L’étude compare aussi plusieurs façons de définir le « meilleur ». Minimiser le retard moyen tend à améliorer l’ensemble du système : la plupart des passagers arrivent plus tôt et même le voyageur le plus retardé n’est généralement pas plus mal loti que lorsque d’autres objectifs sont utilisés. Tenter de minimiser uniquement le pire retard ou uniquement le nombre de passagers en retard, en revanche, peut conduire à des plans où quelques personnes sont extrêmement en retard ou où les véhicules sont utilisés de manière inefficace. Cela suggère que se concentrer sur l’expérience du voyageur type est un bon compromis, et que le même cadre peut être orienté vers différents objectifs de politique en changeant une seule fonction du modèle.

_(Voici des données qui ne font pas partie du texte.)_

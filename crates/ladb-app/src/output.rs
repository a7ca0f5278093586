//! Shell transcript file and its tailing view
//!
//! The shell child appends to [`OutputBuffer`]'s file directly. The only
//! in-process writers are diagnostic lines and [`OutputBuffer::clear`]; those
//! and snapshot reads share one coarse lock so a read never sees a
//! half-truncated file. Appends from the child need no lock: a reader only
//! consumes bytes up to the size it observed.

use std::fs::{File, OpenOptions};
use std::io::{Read, Seek, SeekFrom, Write};
use std::path::{Path, PathBuf};
use std::sync::{Arc, Mutex, MutexGuard};
use std::time::Duration;

use ladb_core::prelude::*;
use tokio::sync::watch;
use tokio::task::JoinHandle;

/// Append-only transcript backed by a file.
#[derive(Debug)]
pub struct OutputBuffer {
    path: PathBuf,
    lock: Mutex<()>,
}

impl OutputBuffer {
    /// Open (creating if needed) the transcript at `path`.
    pub fn new(path: impl Into<PathBuf>) -> Result<Self> {
        let path = path.into();
        if let Some(parent) = path.parent() {
            std::fs::create_dir_all(parent)?;
        }
        OpenOptions::new().create(true).append(true).open(&path)?;
        Ok(Self {
            path,
            lock: Mutex::new(()),
        })
    }

    pub fn path(&self) -> &Path {
        &self.path
    }

    fn guard(&self) -> MutexGuard<'_, ()> {
        self.lock.lock().unwrap_or_else(|poisoned| poisoned.into_inner())
    }

    /// Append one line.
    pub fn append_line(&self, line: &str) -> Result<()> {
        let _guard = self.guard();
        let mut file = OpenOptions::new()
            .create(true)
            .append(true)
            .open(&self.path)?;
        writeln!(file, "{}", line)?;
        Ok(())
    }

    /// Append a `* message` diagnostic line and log it.
    pub fn debug(&self, message: &str) {
        info!("{}", message);
        if let Err(e) = self.append_line(&format!("* {}", message)) {
            warn!("Failed to append to output buffer: {}", e);
        }
    }

    /// Erase the transcript.
    pub fn clear(&self) -> Result<()> {
        let _guard = self.guard();
        File::create(&self.path)?;
        debug!("Output buffer cleared");
        Ok(())
    }

    /// Current tail: the whole file when it fits in `window`, otherwise the
    /// last `window` bytes. A missing file reads as empty.
    pub fn read_tail(&self, window: usize) -> Result<Vec<u8>> {
        let _guard = self.guard();

        let mut file = match File::open(&self.path) {
            Ok(file) => file,
            Err(e) if e.kind() == std::io::ErrorKind::NotFound => return Ok(Vec::new()),
            Err(e) => return Err(e.into()),
        };

        let size = file.metadata()?.len();
        let window = window as u64;

        if size <= window {
            let mut snapshot = Vec::with_capacity(size as usize);
            file.take(size).read_to_end(&mut snapshot)?;
            return Ok(snapshot);
        }

        file.seek(SeekFrom::Start(size - window))?;
        let mut snapshot = vec![0; window as usize];
        file.read_exact(&mut snapshot)?;
        Ok(snapshot)
    }
}

/// Polls an [`OutputBuffer`] and publishes changed tails.
#[derive(Debug)]
pub struct OutputBridge {
    buffer: Arc<OutputBuffer>,
    window: usize,
    last: Option<Vec<u8>>,
    tx: watch::Sender<String>,
}

impl OutputBridge {
    pub fn new(buffer: Arc<OutputBuffer>, window: usize) -> (Self, watch::Receiver<String>) {
        let (tx, rx) = watch::channel(String::new());
        (
            Self {
                buffer,
                window,
                last: None,
                tx,
            },
            rx,
        )
    }

    /// Read the tail once and publish it if it differs from the last one.
    ///
    /// Returns `true` when a snapshot was published.
    pub fn poll_once(&mut self) -> Result<bool> {
        let snapshot = self.buffer.read_tail(self.window)?;
        if self.last.as_ref() == Some(&snapshot) {
            return Ok(false);
        }

        // A window cut may split a multi-byte character; lossy decoding shows
        // it as a replacement char.
        self.tx
            .send_replace(String::from_utf8_lossy(&snapshot).into_owned());
        self.last = Some(snapshot);
        Ok(true)
    }

    /// Poll every `interval` until `shutdown_rx` turns true.
    pub fn spawn(mut self, interval: Duration, mut shutdown_rx: watch::Receiver<bool>) -> JoinHandle<()> {
        tokio::spawn(async move {
            let mut tick = tokio::time::interval(interval);
            tick.set_missed_tick_behavior(tokio::time::MissedTickBehavior::Delay);

            loop {
                tokio::select! {
                    _ = tick.tick() => {
                        if let Err(e) = self.poll_once() {
                            trace!("Output poll failed: {}", e);
                        }
                    }
                    changed = shutdown_rx.changed() => {
                        if changed.is_err() || *shutdown_rx.borrow() {
                            debug!("Output bridge stopped");
                            break;
                        }
                    }
                }
            }
        })
    }
}

#[cfg(test)]
mod tests {
    use super::*;
    use tempfile::TempDir;

    fn buffer_in(temp: &TempDir) -> Arc<OutputBuffer> {
        Arc::new(OutputBuffer::new(temp.path().join("output.txt")).unwrap())
    }

    fn append_raw(buffer: &OutputBuffer, bytes: &[u8]) {
        let mut file = OpenOptions::new().append(true).open(buffer.path()).unwrap();
        file.write_all(bytes).unwrap();
    }

    #[test]
    fn test_tail_returns_whole_file_within_window() {
        let temp = TempDir::new().unwrap();
        let buffer = buffer_in(&temp);
        append_raw(&buffer, b"hello\nworld\n");

        assert_eq!(buffer.read_tail(12).unwrap(), b"hello\nworld\n");
        assert_eq!(buffer.read_tail(1024).unwrap(), b"hello\nworld\n");
    }

    #[test]
    fn test_tail_returns_last_window_bytes() {
        let temp = TempDir::new().unwrap();
        let buffer = buffer_in(&temp);
        let content: Vec<u8> = (0..10_000u32).map(|i| (i % 251) as u8).collect();
        append_raw(&buffer, &content);

        for window in [1usize, 7, 4096, 9_999] {
            let tail = buffer.read_tail(window).unwrap();
            assert_eq!(tail.len(), window);
            assert_eq!(tail, &content[content.len() - window..]);
        }
        assert_eq!(buffer.read_tail(10_000).unwrap(), content);
    }

    #[test]
    fn test_missing_file_reads_empty() {
        let temp = TempDir::new().unwrap();
        let buffer = buffer_in(&temp);
        std::fs::remove_file(buffer.path()).unwrap();

        assert!(buffer.read_tail(16).unwrap().is_empty());
    }

    #[test]
    fn test_debug_lines_are_prefixed_and_clear_erases() {
        let temp = TempDir::new().unwrap();
        let buffer = buffer_in(&temp);

        buffer.debug("Starting server");
        assert_eq!(buffer.read_tail(1024).unwrap(), b"* Starting server\n");

        buffer.clear().unwrap();
        assert!(buffer.read_tail(1024).unwrap().is_empty());
    }

    #[test]
    fn test_unchanged_file_notifies_once() {
        let temp = TempDir::new().unwrap();
        let buffer = buffer_in(&temp);
        append_raw(&buffer, b"line\n");
        let (mut bridge, rx) = OutputBridge::new(buffer.clone(), 1024);

        assert!(bridge.poll_once().unwrap());
        assert!(!bridge.poll_once().unwrap());
        assert_eq!(*rx.borrow(), "line\n");

        append_raw(&buffer, b"more\n");
        assert!(bridge.poll_once().unwrap());
        assert_eq!(*rx.borrow(), "line\nmore\n");
    }

    #[test]
    fn test_split_character_is_replaced() {
        let temp = TempDir::new().unwrap();
        let buffer = buffer_in(&temp);
        append_raw(&buffer, "aé".as_bytes());
        let (mut bridge, rx) = OutputBridge::new(buffer, 1);

        bridge.poll_once().unwrap();
        assert_eq!(*rx.borrow(), "\u{FFFD}");
    }

    #[tokio::test]
    async fn test_spawned_bridge_publishes_and_stops() {
        let temp = TempDir::new().unwrap();
        let buffer = buffer_in(&temp);
        let (bridge, mut rx) = OutputBridge::new(buffer.clone(), 1024);
        let (shutdown_tx, shutdown_rx) = watch::channel(false);

        let handle = bridge.spawn(Duration::from_millis(10), shutdown_rx);
        append_raw(&buffer, b"from shell\n");

        let snapshot = tokio::time::timeout(
            Duration::from_secs(5),
            rx.wait_for(|text| text.contains("from shell")),
        )
        .await
        .unwrap()
        .unwrap()
        .clone();
        assert_eq!(snapshot, "from shell\n");

        shutdown_tx.send(true).unwrap();
        tokio::time::timeout(Duration::from_secs(5), handle)
            .await
            .unwrap()
            .unwrap();
    }
}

Ce que cela signifie pour les déplacements quotidiens

Pour les non‑spécialistes, le message clé est que des outils de planification bien conçus peuvent rendre les services à la demande pratiques à l’échelle d’une ville. L’article montre qu’un cadre unique et adaptable peut assigner des passagers à des véhicules, planifier des itinéraires, respecter des besoins spéciaux et gérer les batteries électriques, tout en maintenant des retards moyens faibles. De façon peut‑être surprenante, donner une certaine structure aux véhicules — comme des itinéraires fixes ou semi‑fixes — dépasse souvent la liberté totale, parce que cela rend le problème plus gérable et conduit à un service plus fiable. À mesure que les villes expérimentent de nouvelles idées de transport, des navettes électriques aux solutions « micro‑transit » pilotées par application, des cadres comme celui‑ci seront essentiels pour transformer des demandes de trajets éparses en parcours partagés fluides.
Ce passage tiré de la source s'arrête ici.